Sadly, I will not be present in person to the event due to conflicting schedules. So I will not be able to write the usual report. I’ll leave you in the best hands possible. Submit something, and stop by in Zaragoza: you’ll find an exciting and stimulating crowd!

26 February 2015 ~ 0 Comments

Yet Another Proof that the Italian Government doesn’t Understand Research

[Warning: this post is not about my research, but it is a pure rant of whiny frustration. Readers are warned.]

As you might have guessed by my clumsy English, I’m not exactly a native speaker. In fact, I’m from Italy. Italian researchers seem to have quite a knack for propelling themselves out of their home country, more than your average researcher from a first-world country. This is because basic research is mostly publicly funded – in Italy the private sector has no patience for something that takes a lot of resources and time, and has a high failure chance – but historically the Italian government never understood that research, eventually, always pays off. For this reason, public research funding has been cut whenever there was the possibility, being judged as an expenditure without returns. Academic careers have been made harder, contracts for researchers shorter. It was with great hopes, then, when last year we saw a change in trend. A new program, called “Scientific Independence of young Researchers” (SIR) was launched. And it looked great.


The total budget of SIR almost reached 50 million of euros. SIR welcomed projects from all disciplines. Each project could be awarded up to a million euros. The two-phase review process had been modeled on the best practices of the European community. Every Italian researcher currently working abroad would have been salivating just by looking at it. And just like 5000 others, I did too. Before March 13th 2014, the project submission deadline, I submitted my application. That’s when this train wreck started to happen, in a slow-motion that would fit the most cheesy Michael Bay action flick.

As you might have noticed, today is February 26th, 2015. In about two weeks, we’ll celebrate one year since the submission deadline. As of today, SIR hasn’t gotten back to me about my project. This alone is a piece of information that makes me and, presumably, all other applicants fuming with rage. The reasons why this utter disaster is developing in front of us are even more absurd. I didn’t research them carefully, as they are only tangentially related to my point, but I’ll loosely translate from this article.

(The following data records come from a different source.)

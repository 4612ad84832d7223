//! Per-run view of task states

use crate::checkpoint::CheckpointState;
use crate::planner::{Task, TaskId};
use crate::state::TaskState;
use crate::CrawlError;
use std::collections::HashMap;

/// Tracks the state of every planned task during one run
///
/// Seeded from the durable checkpoint: completed and failed ids keep their
/// state, everything else starts as pending.
#[derive(Debug, Clone, Default)]
pub struct TaskTracker {
    states: HashMap<TaskId, TaskState>,
}

impl TaskTracker {
    pub fn from_checkpoint(tasks: &[Task], checkpoint: &CheckpointState) -> Self {
        let states = tasks
            .iter()
            .map(|task| {
                let id = task.id();
                let state = checkpoint.durable_state(&id);
                (id, state)
            })
            .collect();
        Self { states }
    }

    /// Returns the state of a task, or None if it was not planned
    pub fn state(&self, id: &TaskId) -> Option<TaskState> {
        self.states.get(id).copied()
    }

    /// Returns true if the task should run in this pass
    ///
    /// In failed-only mode only tasks currently failed are candidates.
    pub fn is_candidate(&self, id: &TaskId, failed_only: bool) -> bool {
        match self.state(id) {
            Some(TaskState::Failed) => true,
            Some(TaskState::Pending) => !failed_only,
            _ => false,
        }
    }

    pub fn start(&mut self, id: &TaskId) -> Result<(), CrawlError> {
        self.move_to(id, TaskState::Running)
    }

    pub fn complete(&mut self, id: &TaskId) -> Result<(), CrawlError> {
        self.move_to(id, TaskState::Completed)
    }

    pub fn fail(&mut self, id: &TaskId) -> Result<(), CrawlError> {
        self.move_to(id, TaskState::Failed)
    }

    /// Puts a running task back to pending after an interrupt
    pub fn interrupt(&mut self, id: &TaskId) -> Result<(), CrawlError> {
        self.move_to(id, TaskState::Pending)
    }

    /// Number of tasks in the given state
    pub fn count(&self, state: TaskState) -> usize {
        self.states.values().filter(|s| **s == state).count()
    }

    pub fn len(&self) -> usize {
        self.states.len()
    }

    pub fn is_empty(&self) -> bool {
        self.states.is_empty()
    }

    fn move_to(&mut self, id: &TaskId, next: TaskState) -> Result<(), CrawlError> {
        let current = self.states.get(id).copied().unwrap_or(TaskState::Pending);
        let next = current.transition(next)?;
        self.states.insert(id.clone(), next);
        Ok(())
    }
}
//! Film page resolution with a shared, single-flight cache
//!
//! The cache is shared by every detail worker and every task of a run. Each
//! URL owns one `OnceCell` slot, so concurrent requests for the same page
//! wait on a single fetch. Failures stay in their slot for the rest of the run
//! but are never written to the checkpoint, so a later run retries them.

use crate::checkpoint::DetailInfo;
use crate::crawler::fetcher::PageFetcher;
use crate::crawler::parser::parse_detail_page;
use crate::crawler::FetchError;
use crate::CrawlError;
use std::collections::{BTreeMap, HashMap};
use std::sync::atomic::{AtomicUsize, Ordering};
use std::sync::{Arc, Mutex, PoisonError};
use thiserror::Error;
use tokio::sync::OnceCell;

/// Why a film page could not be resolved
#[derive(Debug, Clone, Error, PartialEq, Eq)]
pub enum DetailError {
    #[error(transparent)]
    Fetch(#[from] FetchError),

    #[error("Parse error for {url}: {message}")]
    Parse { url: String, message: String },
}

impl From<DetailError> for CrawlError {
    fn from(error: DetailError) -> Self {
        match error {
            DetailError::Fetch(e) => CrawlError::Fetch(e),
            DetailError::Parse { url, message } => CrawlError::Parse { url, message },
        }
    }
}

type Slot = Arc<OnceCell<Result<DetailInfo, DetailError>>>;

/// Detail cache keyed by film page URL
#[derive(Debug, Default)]
pub struct DetailCache {
    slots: Mutex<HashMap<String, Slot>>,
    fetches: AtomicUsize,
}

impl DetailCache {
    pub fn new() -> Self {
        Self::default()
    }

    /// Creates a cache pre-filled with entries from a checkpoint
    pub fn seeded(entries: &BTreeMap<String, DetailInfo>) -> Self {
        let slots = entries
            .iter()
            .map(|(url, info)| {
                let slot = Arc::new(OnceCell::new_with(Some(Ok(info.clone()))));
                (url.clone(), slot)
            })
            .collect();

        Self {
            slots: Mutex::new(slots),
            fetches: AtomicUsize::new(0),
        }
    }

    /// Returns the cached result for `url`, running `fetch` on a miss
    ///
    /// Only one caller per URL runs `fetch`; the others wait for its result.
    pub async fn get_or_fetch<F, Fut>(&self, url: &str, fetch: F) -> Result<DetailInfo, DetailError>
    where
        F: FnOnce() -> Fut,
        Fut: std::future::Future<Output = Result<DetailInfo, DetailError>>,
    {
        let slot = self.slot(url);
        slot.get_or_init(|| {
            self.fetches.fetch_add(1, Ordering::Relaxed);
            fetch()
        })
        .await
        .clone()
    }

    /// Successfully resolved entry for `url`, if any
    pub fn get(&self, url: &str) -> Option<DetailInfo> {
        let slots = self.slots.lock().unwrap_or_else(PoisonError::into_inner);
        slots
            .get(url)
            .and_then(|slot| slot.get())
            .and_then(|result| result.as_ref().ok())
            .cloned()
    }

    /// All successful entries, for persisting into the checkpoint
    pub fn snapshot(&self) -> BTreeMap<String, DetailInfo> {
        let slots = self.slots.lock().unwrap_or_else(PoisonError::into_inner);
        slots
            .iter()
            .filter_map(|(url, slot)| match slot.get() {
                Some(Ok(info)) => Some((url.clone(), info.clone())),
                _ => None,
            })
            .collect()
    }

    /// Number of successfully resolved pages
    pub fn len(&self) -> usize {
        let slots = self.slots.lock().unwrap_or_else(PoisonError::into_inner);
        slots
            .values()
            .filter(|slot| matches!(slot.get(), Some(Ok(_))))
            .count()
    }

    pub fn is_empty(&self) -> bool {
        self.len() == 0
    }

    /// Number of fetches started through this cache
    pub fn fetch_count(&self) -> usize {
        self.fetches.load(Ordering::Relaxed)
    }

    fn slot(&self, url: &str) -> Slot {
        // never held across an await
        let mut slots = self.slots.lock().unwrap_or_else(PoisonError::into_inner);
        Arc::clone(slots.entry(url.to_string()).or_default())
    }
}

/// Resolves film pages through the shared cache
#[derive(Debug, Clone)]
pub struct DetailFetcher {
    fetcher: PageFetcher,
    cache: Arc<DetailCache>,
}

impl DetailFetcher {
    pub fn new(fetcher: PageFetcher, cache: Arc<DetailCache>) -> Self {
        Self { fetcher, cache }
    }

    pub fn cache(&self) -> &Arc<DetailCache> {
        &self.cache
    }

    /// Returns the poster, description and genres of a film page
    ///
    /// Cached results (including failures from earlier in this run) are
    /// returned without touching the network.
    pub async fn resolve(&self, url: &str) -> Result<DetailInfo, DetailError> {
        self.cache
            .get_or_fetch(url, || async {
                tracing::debug!("Fetching details: {}", url);
                let body = self.fetcher.fetch_with_retry(url).await?;
                parse_detail_page(&body, url).map_err(|e| match e {
                    CrawlError::Parse { url, message } => DetailError::Parse { url, message },
                    other => DetailError::Parse {
                        url: url.to_string(),
                        message: other.to_string(),
                    },
                })
            })
            .await
    }
}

The sensual promise of a “European quality” peer review was based on the idea of asking the European Research Council (ERC) to help with the nomination of the review committees. SIR claims to have reached out to the ERC on February 25th, 2014, one month after they published their call for projects. On July 16th, it became clear that the ERC had declined to help, because this sort of thing was not part of their mission or budget (you can read the ERC reply to a concerned researcher who wrote them on July 2014, interestingly enough they claim to have warned SIR well before the call was published). Coincidentally, this is also the time in which SIR claims that the ERC got back to them. SIR appointed its own review committees on October 8th and started working on October 20th, as published on the SIR website*. So long to the “European quality” peer review process.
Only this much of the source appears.